Today I teared when I watched my ex-students (now P6) performing on stage. Is it cause:
1. I recall the good times we had tgt (some of the best memories I had)
2. I didn't get to keep to my word of having a class performance with them
3. How things have changed..and they no longer treat me like they used to..
I guess it's a combination of everything..watching them today reminded me of how I watched them rehearse for the CNY celebration in 2019 (cause they wanted me to be there)..they may never know this but they truly impacted me more than they think.

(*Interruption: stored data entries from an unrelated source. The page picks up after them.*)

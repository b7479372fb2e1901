//! In-process store with the same contracts as the Postgres one.
//!
//! Used by tests and by dry runs without a database. Every operation takes
//! one async mutex, which gives the same atomicity the SQL statements get
//! from row locks and transactions.

use super::{
    AddressPool, JobStore, LockStore, NewOrder, OrderRecord, OrderStore, PaidOutcome, StoreError,
};
use crate::amount::ReservationKey;
use crate::entities::queue_jobs::{NewJob, QueueJob};
use crate::entities::receiving_address::ReceivingAddress;
use crate::entities::{JobStatus, OrderStatus};
use async_trait::async_trait;
use paywatch_sdk::objects::ChainType;
use rust_decimal::Decimal;
use std::collections::{BTreeMap, HashMap};
use std::time::Duration;
use time::OffsetDateTime;
use tokio::sync::Mutex;

#[derive(Debug, Default)]
pub struct MemoryStore {
    state: Mutex<MemoryState>,
}

#[derive(Debug, Default)]
struct MemoryState {
    reservations: HashMap<ReservationKey, (String, OffsetDateTime)>,
    orders: HashMap<String, OrderRecord>,
    addresses: Vec<ReceivingAddress>,
    jobs: BTreeMap<i64, QueueJob>,
    next_job_id: i64,
}

impl MemoryStore {
    pub fn new() -> Self {
        Self::default()
    }

    /// Every job ever enqueued, oldest first.
    pub async fn jobs(&self) -> Vec<QueueJob> {
        self.state.lock().await.jobs.values().cloned().collect()
    }

    pub async fn orders(&self) -> Vec<OrderRecord> {
        self.state.lock().await.orders.values().cloned().collect()
    }

    /// All addresses, enabled or not.
    pub async fn addresses(&self) -> Vec<ReceivingAddress> {
        self.state.lock().await.addresses.clone()
    }

    /// Rewrite an order's creation time, for exercising time-window rules.
    #[cfg(any(test, feature = "testing"))]
    pub async fn backdate_order(&self, trade_id: &str, created_at: OffsetDateTime) -> bool {
        let mut state = self.state.lock().await;
        match state.orders.get_mut(trade_id) {
            Some(order) => {
                order.created_at = created_at;
                true
            }
            None => false,
        }
    }

    /// Rewrite a job's `updated_at`, for exercising the staleness sweep.
    #[cfg(any(test, feature = "testing"))]
    pub async fn touch_job(&self, id: i64, updated_at: OffsetDateTime) -> bool {
        let mut state = self.state.lock().await;
        match state.jobs.get_mut(&id) {
            Some(job) => {
                job.updated_at = updated_at;
                true
            }
            None => false,
        }
    }
}

impl MemoryState {
    fn live_value(&self, key: &ReservationKey, now: OffsetDateTime) -> Option<&String> {
        self.reservations
            .get(key)
            .filter(|(_, expires_at)| *expires_at > now)
            .map(|(value, _)| value)
    }

    fn push_job(&mut self, job: NewJob, now: OffsetDateTime) -> i64 {
        self.next_job_id += 1;
        let id = self.next_job_id;
        self.jobs.insert(
            id,
            QueueJob {
                id,
                queue_name: job.queue_name,
                task_type: job.task_type,
                payload: job.payload,
                status: JobStatus::Pending,
                retry_count: 0,
                max_retry: job.max_retry,
                schedule_at: job.schedule_at.unwrap_or(now),
                updated_at: now,
                created_at: now,
            },
        );
        id
    }
}

#[async_trait]
impl LockStore for MemoryStore {
    async fn reserve(
        &self,
        key: &ReservationKey,
        trade_id: &str,
        ttl: Duration,
    ) -> Result<(), StoreError> {
        let now = OffsetDateTime::now_utc();
        let mut state = self.state.lock().await;
        if state.live_value(key, now).is_some() {
            return Err(StoreError::AlreadyReserved);
        }
        state
            .reservations
            .insert(key.clone(), (trade_id.to_string(), now + ttl));
        Ok(())
    }

    async fn release(&self, key: &ReservationKey) -> Result<(), StoreError> {
        self.state.lock().await.reservations.remove(key);
        Ok(())
    }

    async fn lookup(&self, key: &ReservationKey) -> Result<Option<String>, StoreError> {
        let now = OffsetDateTime::now_utc();
        Ok(self.state.lock().await.live_value(key, now).cloned())
    }

    async fn has_live_reservation(
        &self,
        address: &str,
        chain: ChainType,
    ) -> Result<bool, StoreError> {
        let now = OffsetDateTime::now_utc();
        let state = self.state.lock().await;
        Ok(state
            .reservations
            .iter()
            .any(|(key, (_, expires_at))| *expires_at > now && key.belongs_to(address, chain)))
    }

    async fn purge_expired(&self) -> Result<u64, StoreError> {
        let now = OffsetDateTime::now_utc();
        let mut state = self.state.lock().await;
        let before = state.reservations.len();
        state
            .reservations
            .retain(|_, (_, expires_at)| *expires_at > now);
        Ok((before - state.reservations.len()) as u64)
    }
}

#[async_trait]
impl OrderStore for MemoryStore {
    async fn insert_order(&self, order: NewOrder) -> Result<OrderRecord, StoreError> {
        let mut state = self.state.lock().await;
        if state.orders.contains_key(&order.trade_id)
            || state
                .orders
                .values()
                .any(|o| o.external_order_id == order.external_order_id)
        {
            return Err(StoreError::DuplicateOrder(order.external_order_id));
        }
        let now = OffsetDateTime::now_utc();
        let record = OrderRecord {
            trade_id: order.trade_id,
            external_order_id: order.external_order_id,
            requested_fiat_amount: order.requested_fiat_amount,
            settlement_amount: order.settlement_amount.value(),
            receiving_address: order.receiving_address,
            chain_type: order.chain_type,
            status: OrderStatus::AwaitingPayment,
            callback_url: order.callback_url,
            redirect_url: order.redirect_url,
            callback_delivery_count: 0,
            callback_acknowledged: false,
            matched_tx_hash: None,
            created_at: now,
            updated_at: now,
        };
        state.orders.insert(record.trade_id.clone(), record.clone());
        Ok(record)
    }

    async fn get_by_trade_id(&self, trade_id: &str) -> Result<Option<OrderRecord>, StoreError> {
        Ok(self.state.lock().await.orders.get(trade_id).cloned())
    }

    async fn get_by_external_id(
        &self,
        external_order_id: &str,
    ) -> Result<Option<OrderRecord>, StoreError> {
        Ok(self
            .state
            .lock()
            .await
            .orders
            .values()
            .find(|o| o.external_order_id == external_order_id)
            .cloned())
    }

    async fn mark_paid(
        &self,
        trade_id: &str,
        tx_hash: &str,
        follow_ups: Vec<NewJob>,
    ) -> Result<PaidOutcome, StoreError> {
        let mut state = self.state.lock().await;
        if state
            .orders
            .values()
            .any(|o| o.matched_tx_hash.as_deref() == Some(tx_hash))
        {
            return Ok(PaidOutcome::AlreadyClaimed);
        }
        let now = OffsetDateTime::now_utc();
        match state.orders.get_mut(trade_id) {
            Some(order) if order.status == OrderStatus::AwaitingPayment => {
                order.status = OrderStatus::Paid;
                order.matched_tx_hash = Some(tx_hash.to_string());
                order.callback_acknowledged = false;
                order.updated_at = now;
            }
            _ => return Ok(PaidOutcome::NotAwaitingPayment),
        }
        for job in follow_ups {
            state.push_job(job, now);
        }
        Ok(PaidOutcome::Paid)
    }

    async fn mark_expired(&self, trade_id: &str) -> Result<bool, StoreError> {
        let mut state = self.state.lock().await;
        match state.orders.get_mut(trade_id) {
            Some(order) if order.status == OrderStatus::AwaitingPayment => {
                order.status = OrderStatus::Expired;
                order.updated_at = OffsetDateTime::now_utc();
                Ok(true)
            }
            _ => Ok(false),
        }
    }

    async fn delete_order(&self, trade_id: &str) -> Result<(), StoreError> {
        self.state.lock().await.orders.remove(trade_id);
        Ok(())
    }

    async fn record_callback_attempt(
        &self,
        trade_id: &str,
        acknowledged: bool,
    ) -> Result<(), StoreError> {
        let mut state = self.state.lock().await;
        if let Some(order) = state.orders.get_mut(trade_id) {
            order.callback_delivery_count += 1;
            order.callback_acknowledged = acknowledged;
            order.updated_at = OffsetDateTime::now_utc();
        }
        Ok(())
    }
}

#[async_trait]
impl AddressPool for MemoryStore {
    async fn enabled_addresses(
        &self,
        chain: ChainType,
    ) -> Result<Vec<ReceivingAddress>, StoreError> {
        Ok(self
            .state
            .lock()
            .await
            .addresses
            .iter()
            .filter(|a| a.chain_type == chain && a.enabled)
            .cloned()
            .collect())
    }

    async fn upsert_address(
        &self,
        address: &str,
        chain: ChainType,
        remark: &str,
    ) -> Result<(), StoreError> {
        let mut state = self.state.lock().await;
        match state
            .addresses
            .iter_mut()
            .find(|a| a.address == address && a.chain_type == chain)
        {
            Some(existing) => existing.remark = remark.to_string(),
            None => state.addresses.push(ReceivingAddress {
                address: address.to_string(),
                chain_type: chain,
                remark: remark.to_string(),
                enabled: true,
                cached_balance: Decimal::ZERO,
                balance_updated_at: None,
            }),
        }
        Ok(())
    }

    async fn set_enabled(
        &self,
        address: &str,
        chain: ChainType,
        enabled: bool,
    ) -> Result<bool, StoreError> {
        let mut state = self.state.lock().await;
        match state
            .addresses
            .iter_mut()
            .find(|a| a.address == address && a.chain_type == chain)
        {
            Some(existing) => {
                existing.enabled = enabled;
                Ok(true)
            }
            None => Ok(false),
        }
    }

    async fn update_balance(
        &self,
        address: &str,
        chain: ChainType,
        balance: Decimal,
    ) -> Result<bool, StoreError> {
        let mut state = self.state.lock().await;
        match state
            .addresses
            .iter_mut()
            .find(|a| a.address == address && a.chain_type == chain)
        {
            Some(existing) => {
                existing.cached_balance = balance;
                existing.balance_updated_at = Some(OffsetDateTime::now_utc());
                Ok(true)
            }
            None => Ok(false),
        }
    }
}

#[async_trait]
impl JobStore for MemoryStore {
    async fn enqueue(&self, job: NewJob) -> Result<i64, StoreError> {
        let now = OffsetDateTime::now_utc();
        Ok(self.state.lock().await.push_job(job, now))
    }

    async fn claim_next(
        &self,
        queue_name: &str,
        now: OffsetDateTime,
    ) -> Result<Option<QueueJob>, StoreError> {
        let mut state = self.state.lock().await;
        let Some(job) = state.jobs.values_mut().find(|job| {
            job.queue_name == queue_name
                && job.status == JobStatus::Pending
                && job.schedule_at <= now
        }) else {
            return Ok(None);
        };
        job.status = JobStatus::Processing;
        job.updated_at = OffsetDateTime::now_utc();
        Ok(Some(job.clone()))
    }

    async fn complete(&self, id: i64) -> Result<(), StoreError> {
        let mut state = self.state.lock().await;
        let job = state.jobs.get_mut(&id).ok_or(StoreError::NotFound)?;
        job.status = JobStatus::Completed;
        job.updated_at = OffsetDateTime::now_utc();
        Ok(())
    }

    async fn fail(&self, id: i64, backoff_unit: Duration) -> Result<JobStatus, StoreError> {
        let now = OffsetDateTime::now_utc();
        let mut state = self.state.lock().await;
        let job = state.jobs.get_mut(&id).ok_or(StoreError::NotFound)?;
        job.retry_count += 1;
        if job.retry_count >= job.max_retry {
            job.status = JobStatus::Failed;
        } else {
            job.status = JobStatus::Pending;
            job.schedule_at = now + backoff_unit * job.retry_count.unsigned_abs();
        }
        job.updated_at = now;
        Ok(job.status)
    }

    async fn get_job(&self, id: i64) -> Result<Option<QueueJob>, StoreError> {
        Ok(self.state.lock().await.jobs.get(&id).cloned())
    }

    async fn requeue_stale(&self, older_than: OffsetDateTime) -> Result<u64, StoreError> {
        let now = OffsetDateTime::now_utc();
        let mut state = self.state.lock().await;
        let mut requeued = 0;
        for job in state.jobs.values_mut() {
            if job.status == JobStatus::Processing && job.updated_at < older_than {
                job.status = JobStatus::Pending;
                job.updated_at = now;
                requeued += 1;
            }
        }
        Ok(requeued)
    }

    async fn purge_finished(&self, older_than: OffsetDateTime) -> Result<u64, StoreError> {
        let mut state = self.state.lock().await;
        let before = state.jobs.len();
        state
            .jobs
            .retain(|_, job| !(job.status.is_terminal() && job.updated_at < older_than));
        Ok((before - state.jobs.len()) as u64)
    }
}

One sweet girl from that class got me to sign on her PE shirt that she brought to school today. The rest of the signatures belonged to her friends. Honoured that she wanted a parting "souvenir" from me.
Ah 3A.
I keep wondering if I'd have been able to teach them well for 2 years if things didn't go awry..to be honest, I think I would have. Sad that so much happened and affected me so much emotionally and mentally. I suffered and so did my kids.

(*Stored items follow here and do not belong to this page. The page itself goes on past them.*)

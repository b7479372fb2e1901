use paywatch_sdk::objects::ChainType;

/// A receiving address declared in the config file and upserted at startup.
#[derive(Debug, Clone, PartialEq, Eq)]
pub struct SeedAddress {
    pub chain: ChainType,
    pub address: String,
    pub remark: String,
    pub enabled: Option<bool>,
}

For the first 7/8 months I hardly shouted at them. And we were so close. But by the 2nd semester I wasn't planning my lessons properly cause I wasn't exactly in a good mental space. And so the dynamics started changing. It showed. They got noisier and I felt like I was losing control. My kids started misbehaving a lot..I remember once I got one of them to stay back to talk to him after school cause he ..and he begrudgingly told me "you shouted"..it broke me on the inside..I wanna be the teacher who never raises my voice to gain control..but I failed. I told my kids I was having a hard time. But they were too young to understand. Perhaps they never will. And will just remember me as the teacher who failed to keep to her word and didn't walk the talk. I told them not to shout but I did it.

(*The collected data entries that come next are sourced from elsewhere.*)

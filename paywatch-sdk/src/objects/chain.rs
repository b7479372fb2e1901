use serde::{Deserialize, Serialize};
use std::fmt;
use std::str::FromStr;

/// Every chain paywatch can accept payments on.
///
/// The set is closed on purpose: adding a chain means touching every
/// exhaustive match that dispatches on it.
#[derive(Debug, Clone, Copy, PartialEq, Eq, Hash, PartialOrd, Ord, Serialize, Deserialize)]
pub enum ChainType {
    #[serde(rename = "TRC20")]
    Trc20,
    #[serde(rename = "ERC20")]
    Erc20,
    #[serde(rename = "BEP20")]
    Bep20,
    #[serde(rename = "POLYGON")]
    Polygon,
    #[serde(rename = "ARBITRUM")]
    Arbitrum,
    #[serde(rename = "SOLANA")]
    Solana,
}

impl ChainType {
    pub const ALL: [ChainType; 6] = [
        ChainType::Trc20,
        ChainType::Erc20,
        ChainType::Bep20,
        ChainType::Polygon,
        ChainType::Arbitrum,
        ChainType::Solana,
    ];

    pub const fn as_str(&self) -> &'static str {
        match self {
            ChainType::Trc20 => "TRC20",
            ChainType::Erc20 => "ERC20",
            ChainType::Bep20 => "BEP20",
            ChainType::Polygon => "POLYGON",
            ChainType::Arbitrum => "ARBITRUM",
            ChainType::Solana => "SOLANA",
        }
    }

    /// Chain id used by the Etherscan v2 multichain API. `None` for non-EVM chains.
    pub const fn evm_chain_id(&self) -> Option<u64> {
        match self {
            ChainType::Erc20 => Some(1),
            ChainType::Bep20 => Some(56),
            ChainType::Polygon => Some(137),
            ChainType::Arbitrum => Some(42161),
            ChainType::Trc20 | ChainType::Solana => None,
        }
    }

    /// Public block explorer link for a transaction hash.
    pub fn explorer_url(&self, tx_hash: &str) -> String {
        match self {
            ChainType::Trc20 => format!("https://tronscan.org/#/transaction/{tx_hash}"),
            ChainType::Erc20 => format!("https://etherscan.io/tx/{tx_hash}"),
            ChainType::Bep20 => format!("https://bscscan.com/tx/{tx_hash}"),
            ChainType::Polygon => format!("https://polygonscan.com/tx/{tx_hash}"),
            ChainType::Arbitrum => format!("https://arbiscan.io/tx/{tx_hash}"),
            ChainType::Solana => format!("https://solscan.io/tx/{tx_hash}"),
        }
    }
}

impl fmt::Display for ChainType {
    fn fmt(&self, f: &mut fmt::Formatter<'_>) -> fmt::Result {
        f.write_str(self.as_str())
    }
}

#[derive(Debug, Clone, PartialEq, Eq, thiserror::Error)]
#[error("unknown chain type: {0}")]
pub struct UnknownChainType(pub String);

impl FromStr for ChainType {
    type Err = UnknownChainType;

    fn from_str(s: &str) -> Result<Self, Self::Err> {
        ChainType::ALL
            .into_iter()
            .find(|chain| chain.as_str().eq_ignore_ascii_case(s))
            .ok_or_else(|| UnknownChainType(s.to_owned()))
    }
}

impl TryFrom<String> for ChainType {
    type Error = UnknownChainType;

    fn try_from(value: String) -> Result<Self, Self::Error> {
        value.parse()
    }
}

#[cfg(test)]
mod tests {
    use super::*;

    #[test]
    fn test_parse_is_case_insensitive() {
        assert_eq!("trc20".parse::<ChainType>(), Ok(ChainType::Trc20));
        assert_eq!("POLYGON".parse::<ChainType>(), Ok(ChainType::Polygon));
        assert!("dogecoin".parse::<ChainType>().is_err());
    }

    #[test]
    fn test_serde_names_match_display() {
        for chain in ChainType::ALL {
            let json = serde_json::to_string(&chain).unwrap();
            assert_eq!(json, format!("\"{chain}\""));
        }
    }

    #[test]
    fn test_explorer_url() {
        assert_eq!(
            ChainType::Trc20.explorer_url("abc"),
            "https://tronscan.org/#/transaction/abc"
        );
        assert_eq!(
            ChainType::Bep20.explorer_url("0x1"),
            "https://bscscan.com/tx/0x1"
        );
    }
}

Maybe I never really forgave myself for that. Today when I saw that same boy he didn't really want to talk to me. Made me think he's still upset about what happened though I apologized. How I wish he knows I am too.
Am I in a better space now mentally? I guess. But I have questions I don't have answers to. I exist without knowing my specific purpose/ calling in life. I thought I knew, but I thought wrong. In a bid to try to keep it out of my mind, I told myself all I wanna do is to teach better next year. Without a care for anything else. Just teach well for 1 year and see where it leads me. Hopefully I won't have to go through all the drama and office politics again. I'll ask to leave the school if it happens. And this time, I'll stand firm on my decision.